Peter Schiff Talks Bitcoin and Gold in an In-Depth DataDash Interview (Video)
There have been numerous comparisons between Bitcoin and gold. In fact, a lot of people call Bitcoin, and cryptocurrencies in general, “digital gold.” But are the two things really comparable? How is gold different from crypto? What are the advantages and disadvantages of both?
Peter Schiff was a guest with Nicholas Merten of DataDash and they explored these issues in an in-depth interview. DataDash is a well-known platform for all things related to cryptocurrencies, data analytics & science. Merten is an excellent interviewer and ads his breadth and knowledge of the world of cryptocurrencies to the discussion. They not only talk about cryptocurrencies, they also get into economics, the stock market, Fed policy and more.
The friendly interview features a lot of give-and-take between Peter and Nicholas and will leave you with plenty to chew on and mull over.
Some highlights from the interview
It’s very easy to blame capitalism, the banks, the rich. They’re easy villains or scapegoats. And so, the politicians obviously pick up on this and it serves their purpose to have a villain that they can save everybody from.
The only thing we need government for is to protect our rights. These businesses are not going to harm us. It’s legitimate criminals that might harm us. And unfortunately, right now, it’s the government that is acting as the criminal, and almost all the harm that is being inflicted on the economy and individuals is coming from government.
The banks are highly controlled and regulated by government. So, whenever you have this partnership between government and business, whenever it goes wrong, which is pretty much all the time, it’s always the business that gets the blame rather than the government.
The idea behind [Bitcoin], the sentiment behind it, I can certainly appreciate that. Just like when I went to Occupy Wall Street and I understood that people were mad, I just said your anger is directed in the wrong place. It should be at government, not the free market or the private sector. And I think the sentiment surrounding Bitcoin, yes, I agree that the fiat system we have now is flawed, that it is going to fail, and that ultimately something is going to replace it. I just don’t believe it’s going to be cryptocurrencies.
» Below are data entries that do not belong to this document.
use std::sync::atomic::{AtomicU64, Ordering};
use std::sync::Arc;
use std::thread;
use std::time::{Duration, Instant};

use tracing::debug;

use super::{Tether, Worker};
use crate::component::Component;
use crate::error::{ThreadError, ThreadResult};
use crate::message::MessageType;

/// Runs a work function at a fixed rate, passing the measured time since
/// the previous cycle in seconds.
///
/// Overruns are not caught up: a late cycle pushes the schedule back.
pub struct PeriodicThread {
    worker: Worker,
    rate_hz: f64,
    cycles: Arc<AtomicU64>,
}

impl PeriodicThread {
    pub fn spawn<F>(
        name: impl Into<String>,
        parent: &Arc<dyn Component>,
        rate_hz: f64,
        mut work: F,
    ) -> ThreadResult<Self>
    where
        F: FnMut(&Arc<dyn Component>, f64) + Send + 'static,
    {
        if !(rate_hz.is_finite() && rate_hz > 0.0) {
            return Err(ThreadError::InvalidRate(rate_hz));
        }

        let name = name.into();
        let period = Duration::from_secs_f64(1.0 / rate_hz);
        let tether = Tether::new(parent);
        let cycles = Arc::new(AtomicU64::new(0));

        let body = {
            let tether = tether.clone();
            let cycles = cycles.clone();
            let name = name.clone();
            move || {
                tether.log_started(&name);
                let mut last: Option<Instant> = None;
                let mut next = Instant::now();

                while let Some(parent) = tether.live_parent() {
                    let now = Instant::now();
                    let dt = last.map_or(period.as_secs_f64(), |last| (now - last).as_secs_f64());
                    last = Some(now);

                    work(&parent, dt);
                    cycles.fetch_add(1, Ordering::Relaxed);

                    next += period;
                    let now = Instant::now();
                    if next > now {
                        drop(parent);
                        thread::sleep(next - now);
                    } else {
                        if parent.is_message_enabled(MessageType::DEBUG) {
                            debug!("[{}] overran its period by {:?}", name, now - next);
                        }
                        next = now;
                    }
                }
            }
        };

        Ok(Self {
            worker: Worker::spawn(name, &tether, body)?,
            rate_hz,
            cycles,
        })
    }

    pub fn name(&self) -> &str {
        &self.worker.name
    }

    pub fn rate_hz(&self) -> f64 {
        self.rate_hz
    }

    /// Completed work cycles so far
    pub fn cycles(&self) -> u64 {
        self.cycles.load(Ordering::Relaxed)
    }

    /// Ask the loop to stop after the current cycle.
    pub fn terminate(&self) {
        self.worker.terminate();
    }

    pub fn is_terminated(&self) -> bool {
        self.worker.is_terminated()
    }

    pub fn is_finished(&self) -> bool {
        self.worker.is_finished()
    }

    pub fn join(&self) -> ThreadResult<()> {
        self.worker.join()
    }
}

#[cfg(test)]
mod tests {
    use super::*;
    use crate::component::{share, ComponentBase, SHUTDOWN_EVENT};
    use crate::thread::test_support::eventually;
    use parking_lot::Mutex;

    fn parent() -> Arc<dyn Component> {
        share(ComponentBase::new())
    }

    #[test]
    fn test_invalid_rate() {
        let parent = parent();
        for rate in [0.0, -5.0, f64::NAN, f64::INFINITY] {
            let result = PeriodicThread::spawn("bad", &parent, rate, |_, _| {});
            assert!(matches!(result, Err(ThreadError::InvalidRate(_))));
        }
    }

    #[test]
    fn test_runs_until_terminated() {
        let parent = parent();
        let dts = Arc::new(Mutex::new(Vec::new()));
        let seen = dts.clone();

        let thread = PeriodicThread::spawn("tc", &parent, 200.0, move |_, dt| {
            seen.lock().push(dt);
        })
        .unwrap();
        assert!(eventually(Duration::from_secs(5), || thread.cycles() >= 3));

        thread.terminate();
        assert!(thread.is_terminated());
        thread.join().unwrap();
        assert!(thread.is_finished());

        let dts = dts.lock();
        assert_eq!(dts.len() as u64, thread.cycles());
        assert!((dts[0] - 1.0 / 200.0).abs() < 1e-9);
        assert!(dts.iter().all(|dt| *dt > 0.0));
    }

    #[test]
    fn test_stops_on_shutdown() {
        let parent = parent();
        let thread = PeriodicThread::spawn("bg", &parent, 500.0, |parent, dt| {
            parent.update_data(dt);
        })
        .unwrap();
        assert!(eventually(Duration::from_secs(5), || thread.cycles() >= 1));

        parent.event(SHUTDOWN_EVENT, None);
        thread.join().unwrap();
        assert!(!thread.is_terminated());
    }

    #[test]
    fn test_stops_when_parent_dropped() {
        let parent = parent();
        let thread = PeriodicThread::spawn("orphan", &parent, 500.0, |_, _| {}).unwrap();
        assert!(eventually(Duration::from_secs(5), || thread.cycles() >= 1));
        drop(parent);
        thread.join().unwrap();
    }
}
Even the best [cryptocurrency] I still don’t think is going to survive because I don’t think that they are going to be able to function as money. I don’t think they are going to be a reliable store of value. And because they are not a store of value, they’re not going to be a unit of deferred payment, you’re not going to be able to really to transact in them and borrow in them and have long-term contracts in them like you can with money. I see them just as a speculative asset where people are betting on something that is never going to happen.
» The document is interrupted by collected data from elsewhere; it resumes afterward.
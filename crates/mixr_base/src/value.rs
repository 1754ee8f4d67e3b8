//! Slot and event argument values
//!
//! [`Value`] is the closed set of variants that configuration front ends and
//! event senders hand to objects. Slot and event handlers declare the
//! [`ValueKind`] they accept instead of probing runtime types.

use std::fmt;
use std::sync::Arc;

use crate::component::Component;
use crate::object::Object;

// ─────────────────────────────────────────────────────────────────────────────
// Value
// ─────────────────────────────────────────────────────────────────────────────

/// A value assigned to a slot or carried by an event.
#[derive(Clone, Default)]
pub enum Value {
    #[default]
    Null,
    Bool(bool),
    Int(i64),
    Float(f64),
    String(String),
    List(Vec<Value>),
    /// A named value, e.g. one entry of a component list
    Pair(String, Box<Value>),
    Object(Arc<dyn Object>),
    Component(Arc<dyn Component>),
}

impl Value {
    pub fn pair(name: impl Into<String>, value: impl Into<Value>) -> Self {
        Value::Pair(name.into(), Box::new(value.into()))
    }

    pub fn object<T: Object>(object: Arc<T>) -> Self {
        Value::Object(object)
    }

    pub fn component<T: Component>(component: Arc<T>) -> Self {
        Value::Component(component)
    }

    pub fn kind(&self) -> ValueKind {
        match self {
            Value::Null => ValueKind::Null,
            Value::Bool(_) => ValueKind::Bool,
            Value::Int(_) => ValueKind::Int,
            Value::Float(_) => ValueKind::Float,
            Value::String(_) => ValueKind::String,
            Value::List(_) => ValueKind::List,
            Value::Pair(..) => ValueKind::Pair,
            Value::Object(_) => ValueKind::Object,
            Value::Component(_) => ValueKind::Component,
        }
    }

    /// Name of the variant, or the class name for objects.
    pub fn type_name(&self) -> &'static str {
        match self {
            Value::Object(object) => object.metadata().class_name(),
            Value::Component(component) => component.metadata().class_name(),
            other => other.kind().name(),
        }
    }

    pub fn is_null(&self) -> bool {
        matches!(self, Value::Null)
    }

    pub fn as_bool(&self) -> Option<bool> {
        match self {
            Value::Bool(b) => Some(*b),
            _ => None,
        }
    }

    /// Get as i64 (also converts from float if lossless)
    pub fn as_i64(&self) -> Option<i64> {
        match self {
            Value::Int(i) => Some(*i),
            Value::Float(f) if f.fract() == 0.0 => Some(*f as i64),
            _ => None,
        }
    }

    /// Get as f64 (also converts from int)
    pub fn as_f64(&self) -> Option<f64> {
        match self {
            Value::Float(f) => Some(*f),
            Value::Int(i) => Some(*i as f64),
            _ => None,
        }
    }

    pub fn as_str(&self) -> Option<&str> {
        match self {
            Value::String(s) => Some(s),
            _ => None,
        }
    }

    pub fn as_list(&self) -> Option<&[Value]> {
        match self {
            Value::List(items) => Some(items),
            _ => None,
        }
    }

    pub fn as_pair(&self) -> Option<(&str, &Value)> {
        match self {
            Value::Pair(name, value) => Some((name, value)),
            _ => None,
        }
    }

    pub fn as_object(&self) -> Option<&Arc<dyn Object>> {
        match self {
            Value::Object(object) => Some(object),
            _ => None,
        }
    }

    pub fn as_component(&self) -> Option<&Arc<dyn Component>> {
        match self {
            Value::Component(component) => Some(component),
            _ => None,
        }
    }
}

impl PartialEq for Value {
    /// Objects compare by identity, everything else by value.
    fn eq(&self, other: &Self) -> bool {
        match (self, other) {
            (Value::Null, Value::Null) => true,
            (Value::Bool(a), Value::Bool(b)) => a == b,
            (Value::Int(a), Value::Int(b)) => a == b,
            (Value::Float(a), Value::Float(b)) => a == b,
            (Value::String(a), Value::String(b)) => a == b,
            (Value::List(a), Value::List(b)) => a == b,
            (Value::Pair(na, va), Value::Pair(nb, vb)) => na == nb && va == vb,
            (Value::Object(a), Value::Object(b)) => {
                std::ptr::addr_eq(Arc::as_ptr(a), Arc::as_ptr(b))
            }
            (Value::Component(a), Value::Component(b)) => {
                std::ptr::addr_eq(Arc::as_ptr(a), Arc::as_ptr(b))
            }
            _ => false,
        }
    }
}

impl fmt::Debug for Value {
    fn fmt(&self, f: &mut fmt::Formatter<'_>) -> fmt::Result {
        match self {
            Value::Null => write!(f, "Null"),
            Value::Bool(b) => write!(f, "Bool({})", b),
            Value::Int(i) => write!(f, "Int({})", i),
            Value::Float(x) => write!(f, "Float({})", x),
            Value::String(s) => write!(f, "String({:?})", s),
            Value::List(items) => f.debug_tuple("List").field(items).finish(),
            Value::Pair(name, value) => f.debug_tuple("Pair").field(name).field(value).finish(),
            Value::Object(object) => write!(f, "Object({})", object.metadata().class_name()),
            Value::Component(component) => {
                write!(f, "Component({})", component.metadata().class_name())
            }
        }
    }
}

impl fmt::Display for Value {
    fn fmt(&self, f: &mut fmt::Formatter<'_>) -> fmt::Result {
        match self {
            Value::Null => write!(f, "null"),
            Value::Bool(b) => write!(f, "{}", b),
            Value::Int(i) => write!(f, "{}", i),
            Value::Float(x) => write!(f, "{}", x),
            Value::String(s) => write!(f, "{}", s),
            Value::List(items) => {
                write!(f, "[")?;
                for (i, item) in items.iter().enumerate() {
                    if i > 0 {
                        write!(f, ", ")?;
                    }
                    write!(f, "{}", item)?;
                }
                write!(f, "]")
            }
            Value::Pair(name, value) => write!(f, "{}: {}", name, value),
            Value::Object(_) | Value::Component(_) => write!(f, "<{}>", self.type_name()),
        }
    }
}

// ─────────────────────────────────────────────────────────────────────────────
// Value Kinds
// ─────────────────────────────────────────────────────────────────────────────

/// Kind of value a slot or event handler accepts.
#[derive(Debug, Clone, Copy, PartialEq, Eq, Hash)]
pub enum ValueKind {
    Null,
    Bool,
    Int,
    Float,
    /// Either `Int` or `Float`
    Number,
    String,
    List,
    Pair,
    /// Any object, components included
    Object,
    Component,
    Any,
}

impl ValueKind {
    pub fn matches(self, value: &Value) -> bool {
        match (self, value) {
            (ValueKind::Any, _) => true,
            (ValueKind::Number, Value::Int(_) | Value::Float(_)) => true,
            (ValueKind::Object, Value::Object(_) | Value::Component(_)) => true,
            (kind, value) => kind == value.kind(),
        }
    }

    pub fn name(self) -> &'static str {
        match self {
            ValueKind::Null => "Null",
            ValueKind::Bool => "Boolean",
            ValueKind::Int => "Integer",
            ValueKind::Float => "Float",
            ValueKind::Number => "Number",
            ValueKind::String => "String",
            ValueKind::List => "List",
            ValueKind::Pair => "Pair",
            ValueKind::Object => "Object",
            ValueKind::Component => "Component",
            ValueKind::Any => "Any",
        }
    }
}

// ─────────────────────────────────────────────────────────────────────────────
// From Implementations
// ─────────────────────────────────────────────────────────────────────────────

impl From<bool> for Value {
    fn from(b: bool) -> Self {
        Value::Bool(b)
    }
}

impl From<i32> for Value {
    fn from(i: i32) -> Self {
        Value::Int(i as i64)
    }
}

impl From<i64> for Value {
    fn from(i: i64) -> Self {
        Value::Int(i)
    }
}

impl From<u32> for Value {
    fn from(i: u32) -> Self {
        Value::Int(i as i64)
    }
}

impl From<usize> for Value {
    fn from(i: usize) -> Self {
        Value::Int(i as i64)
    }
}

impl From<f32> for Value {
    fn from(f: f32) -> Self {
        Value::Float(f as f64)
    }
}

impl From<f64> for Value {
    fn from(f: f64) -> Self {
        Value::Float(f)
    }
}

impl From<&str> for Value {
    fn from(s: &str) -> Self {
        Value::String(s.to_string())
    }
}

impl From<String> for Value {
    fn from(s: String) -> Self {
        Value::String(s)
    }
}

impl From<Vec<Value>> for Value {
    fn from(items: Vec<Value>) -> Self {
        Value::List(items)
    }
}

impl From<Arc<dyn Object>> for Value {
    fn from(object: Arc<dyn Object>) -> Self {
        Value::Object(object)
    }
}

impl From<Arc<dyn Component>> for Value {
    fn from(component: Arc<dyn Component>) -> Self {
        Value::Component(component)
    }
}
People can confuse that success (making money in Bitcoin) with understanding, thinking that oh, I didn’t buy Bitcoin, so I’m wrong. What I was wrong about was not identifying the enormity of the potential of a bubble – how big this thing could have got. This was probably one of the biggest, if not the biggest, speculative bubbles we’ve ever seen.
I think the biggest story is going to be the money that’s lost. I mean, there is going to be so many people that are going to lose a tremendous amount of money in these cryptocurrencies.
I have a hard time seeing why Bitcoin would have any value at all. What’s the purpose of Bitcoin if there is another cryptocurrency that I can use that is better, faster, cheaper, more efficient. So, I just don’t see how Bitcoin would have any value whatsoever if another coin was better. But then the risk is there’s another coin that’s better, well, what if somebody comes up with one that’s even better than that? Then what is the purpose of that coin? I mean, you would think that the fact that anyone could come up with a better, faster, quicker version of something that intrinsically has no value – the minute you have something better, then the one that you used to use has no value.
You have to understand why gold has been a store of value for thousands of years because Bitcoin is nothing like gold. Despite the fact that you have all of this terminology that was deliberately used to make it sound like gold.
They talk about well it’s immutable and it’s scarce and it’s divisible. And all that is true, and gold has those properties, which is why gold is money and not hogs. no wheat or cattle. Other commodities could be used as money, but they don’t function as money because they don’t have those other properties. But the reason gold became money in the first place is because everybody wanted gold because of what gold is, because of the tangible, physical properties of that rare element – all of the things that you can do with the metal. It is a luxury good that people have desired for time immemorial.
In that perspective, Bitcoin, nor any other digital currency, is anything like gold. It is the ultimate in fool’s gold. It is supposed to con you into thinking what you have is gold, which is what fool’s gold is all about. But you don’t have anything. You’ve got nothing. You’ve got digital nothing; you don’t have digital gold.
We don’t need cryptocurrencies to get away from dollars, or euros, or yen. We have the technology to do that without having to rely on a worthless cryptocurrency.